Collected data =>
——
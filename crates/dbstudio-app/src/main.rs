//! dbstudio command line front-end
//!
//! Loads settings, initialises logging and drivers, and exposes the
//! service operations as commands that print JSON to stdout.

mod cli;

use std::sync::Arc;

use anyhow::{Context, Result};
use clap::Parser;
use dbstudio_core::RecordNode;
use dbstudio_drivers::DriverRegistry;
use dbstudio_schema::MetadataEnricher;
use dbstudio_services::{DatabaseService, InMemoryConnectionRegistry, InMemoryOverrideStore};
use dbstudio_settings::{StudioSettings, logging};
use serde::Serialize;
use tokio::io::AsyncReadExt;

use crate::cli::{Cli, Command};

#[tokio::main]
async fn main() -> Result<()> {
    let cli = Cli::parse();

    let settings = match &cli.settings {
        Some(path) => StudioSettings::load_from(path)?,
        None => StudioSettings::load()?,
    };

    let mut logging_config = settings.logging.clone();
    if let Some(filter) = &cli.log {
        logging_config.filter = filter.clone();
    }
    let _log_guard = logging::init(&logging_config)?;

    let service = build_service(settings);
    run(&service, cli.command).await
}

fn build_service(settings: StudioSettings) -> DatabaseService {
    tracing::debug!(
        connections = settings.connections.len(),
        overrides = settings.column_overrides.len(),
        type_aliases = settings.type_aliases.len(),
        "settings loaded"
    );

    let enricher = MetadataEnricher::new().with_type_aliases(settings.type_aliases);
    DatabaseService::new(
        DriverRegistry::with_defaults(),
        Arc::new(InMemoryConnectionRegistry::with_records(settings.connections)),
        Arc::new(InMemoryOverrideStore::with_overrides(settings.column_overrides)),
    )
    .with_enricher(enricher)
}

async fn run(service: &DatabaseService, command: Command) -> Result<()> {
    match command {
        Command::Connections => print_json(&service.get_connections().await?),
        Command::Structure { connection } => {
            print_json(&service.get_database_structure(&connection).await?)
        }
        Command::Table(args) => print_json(
            &service
                .get_table_info(&args.connection, &args.schema, &args.table)
                .await?,
        ),
        Command::Rows {
            table,
            page,
            per_page,
        } => print_json(
            &service
                .get_table_rows(&table.connection, &table.schema, &table.table, page, per_page)
                .await?,
        ),
        Command::Record { table, id } => print_json(
            &service
                .get_record(&table.connection, &table.schema, &table.table, &id)
                .await?,
        ),
        Command::Merge {
            connection,
            input,
            diff,
        } => {
            let payload = match input {
                Some(path) => tokio::fs::read_to_string(&path)
                    .await
                    .with_context(|| format!("Failed to read record tree from {:?}", path))?,
                None => {
                    let mut buffer = String::new();
                    tokio::io::stdin()
                        .read_to_string(&mut buffer)
                        .await
                        .context("Failed to read record tree from stdin")?;
                    buffer
                }
            };
            let record: RecordNode =
                serde_json::from_str(&payload).context("Record tree is not valid JSON")?;

            let result = service.get_merge_sql(&connection, &record).await?;
            if diff {
                print!("{}", result.diff_sql);
                Ok(())
            } else {
                print_json(&result)
            }
        }
    }
}

fn print_json<T: Serialize>(value: &T) -> Result<()> {
    println!("{}", serde_json::to_string_pretty(value)?);
    Ok(())
}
——
Try it => Report every line of the records that contains the word "filter".

Answer =>
    if let Some(filter) = &cli.log {
        logging_config.filter = filter.clone();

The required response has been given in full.